■ **PROBLEM TO WORK ON**: Your response should be every line from the entries that includes the string "PartialEq".

(Saved data entries)
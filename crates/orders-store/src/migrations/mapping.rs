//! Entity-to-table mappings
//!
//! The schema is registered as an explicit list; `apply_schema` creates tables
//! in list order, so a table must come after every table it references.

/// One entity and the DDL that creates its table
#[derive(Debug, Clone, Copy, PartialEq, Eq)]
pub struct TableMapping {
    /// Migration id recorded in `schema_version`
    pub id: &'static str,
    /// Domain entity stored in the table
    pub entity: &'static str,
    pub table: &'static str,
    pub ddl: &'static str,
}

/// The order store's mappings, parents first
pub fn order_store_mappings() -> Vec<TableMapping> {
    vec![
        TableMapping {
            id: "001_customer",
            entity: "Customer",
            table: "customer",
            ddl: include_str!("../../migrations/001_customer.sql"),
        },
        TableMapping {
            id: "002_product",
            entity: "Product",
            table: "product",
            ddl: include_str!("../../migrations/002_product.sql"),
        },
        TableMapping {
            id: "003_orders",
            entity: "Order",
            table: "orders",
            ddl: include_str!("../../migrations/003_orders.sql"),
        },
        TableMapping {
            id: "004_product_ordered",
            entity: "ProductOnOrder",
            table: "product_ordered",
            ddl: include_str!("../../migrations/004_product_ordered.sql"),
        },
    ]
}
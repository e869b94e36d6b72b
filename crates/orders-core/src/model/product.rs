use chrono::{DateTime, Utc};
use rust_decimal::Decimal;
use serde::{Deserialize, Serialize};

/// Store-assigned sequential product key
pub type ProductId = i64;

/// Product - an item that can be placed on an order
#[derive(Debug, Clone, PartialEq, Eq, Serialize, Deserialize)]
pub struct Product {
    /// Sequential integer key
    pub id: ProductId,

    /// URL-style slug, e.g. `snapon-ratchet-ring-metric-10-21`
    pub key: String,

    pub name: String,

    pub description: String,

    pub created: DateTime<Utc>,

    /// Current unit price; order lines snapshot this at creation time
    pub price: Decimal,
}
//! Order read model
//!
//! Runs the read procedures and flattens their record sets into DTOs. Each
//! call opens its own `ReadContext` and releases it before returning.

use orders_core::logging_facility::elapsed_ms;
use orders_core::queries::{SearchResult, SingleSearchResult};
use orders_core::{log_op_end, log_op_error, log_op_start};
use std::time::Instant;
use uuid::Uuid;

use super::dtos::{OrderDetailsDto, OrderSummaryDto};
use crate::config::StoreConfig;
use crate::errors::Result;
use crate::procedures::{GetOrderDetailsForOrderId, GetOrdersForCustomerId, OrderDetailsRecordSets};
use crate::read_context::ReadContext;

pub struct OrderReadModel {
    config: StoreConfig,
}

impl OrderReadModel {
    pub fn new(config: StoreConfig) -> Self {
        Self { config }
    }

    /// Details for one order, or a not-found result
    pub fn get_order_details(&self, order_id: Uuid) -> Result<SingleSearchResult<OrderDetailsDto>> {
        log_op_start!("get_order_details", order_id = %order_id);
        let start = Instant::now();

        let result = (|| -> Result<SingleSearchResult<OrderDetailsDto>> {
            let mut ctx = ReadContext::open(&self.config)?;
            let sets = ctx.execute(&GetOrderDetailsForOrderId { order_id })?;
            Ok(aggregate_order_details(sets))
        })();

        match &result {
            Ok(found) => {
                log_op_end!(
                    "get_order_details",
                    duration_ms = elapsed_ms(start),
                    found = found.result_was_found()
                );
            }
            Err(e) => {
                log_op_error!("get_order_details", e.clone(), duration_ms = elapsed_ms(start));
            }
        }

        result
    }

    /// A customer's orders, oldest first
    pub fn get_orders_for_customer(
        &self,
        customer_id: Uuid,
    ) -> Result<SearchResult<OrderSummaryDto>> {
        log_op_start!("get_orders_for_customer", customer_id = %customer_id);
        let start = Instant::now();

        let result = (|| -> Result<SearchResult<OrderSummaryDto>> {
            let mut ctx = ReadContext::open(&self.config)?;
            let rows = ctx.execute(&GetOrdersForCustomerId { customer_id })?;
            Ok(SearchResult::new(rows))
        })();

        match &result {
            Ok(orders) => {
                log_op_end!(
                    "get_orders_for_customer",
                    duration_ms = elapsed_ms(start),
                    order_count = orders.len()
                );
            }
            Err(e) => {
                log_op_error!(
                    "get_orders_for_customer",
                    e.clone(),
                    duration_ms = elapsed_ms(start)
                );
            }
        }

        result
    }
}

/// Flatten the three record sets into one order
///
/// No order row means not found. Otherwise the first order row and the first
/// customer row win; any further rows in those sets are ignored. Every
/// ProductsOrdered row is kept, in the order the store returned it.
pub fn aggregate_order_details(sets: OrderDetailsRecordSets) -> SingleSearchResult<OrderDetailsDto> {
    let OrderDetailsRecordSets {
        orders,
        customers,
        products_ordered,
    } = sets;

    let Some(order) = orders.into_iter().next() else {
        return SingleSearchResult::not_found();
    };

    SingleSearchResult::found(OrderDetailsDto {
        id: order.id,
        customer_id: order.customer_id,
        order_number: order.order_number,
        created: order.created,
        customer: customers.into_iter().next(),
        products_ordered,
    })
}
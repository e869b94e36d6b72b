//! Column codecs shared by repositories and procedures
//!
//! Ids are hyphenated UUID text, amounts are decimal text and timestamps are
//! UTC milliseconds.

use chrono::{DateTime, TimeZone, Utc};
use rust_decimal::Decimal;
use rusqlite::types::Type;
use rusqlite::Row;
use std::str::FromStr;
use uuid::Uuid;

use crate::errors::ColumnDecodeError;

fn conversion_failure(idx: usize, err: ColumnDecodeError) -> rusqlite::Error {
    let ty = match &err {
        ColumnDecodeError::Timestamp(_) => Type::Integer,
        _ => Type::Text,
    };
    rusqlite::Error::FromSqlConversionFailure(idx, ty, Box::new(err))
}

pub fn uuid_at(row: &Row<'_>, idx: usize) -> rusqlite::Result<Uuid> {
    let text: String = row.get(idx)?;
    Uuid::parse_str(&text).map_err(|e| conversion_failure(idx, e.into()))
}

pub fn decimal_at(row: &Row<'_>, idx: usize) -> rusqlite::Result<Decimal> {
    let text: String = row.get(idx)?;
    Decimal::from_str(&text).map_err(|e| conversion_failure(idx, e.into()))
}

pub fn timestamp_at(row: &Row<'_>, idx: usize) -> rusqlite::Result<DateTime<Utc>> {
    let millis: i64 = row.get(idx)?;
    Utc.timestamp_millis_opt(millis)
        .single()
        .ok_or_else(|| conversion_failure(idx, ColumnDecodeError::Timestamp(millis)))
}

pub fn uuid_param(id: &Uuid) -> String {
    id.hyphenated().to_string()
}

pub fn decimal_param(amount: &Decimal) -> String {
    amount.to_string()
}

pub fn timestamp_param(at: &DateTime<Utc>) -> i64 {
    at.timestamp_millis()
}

■ **RESPONSE**:
#[derive(Debug, Clone, Copy, PartialEq, Eq)]
#[derive(Debug, Clone, PartialEq, Eq, Serialize, Deserialize)]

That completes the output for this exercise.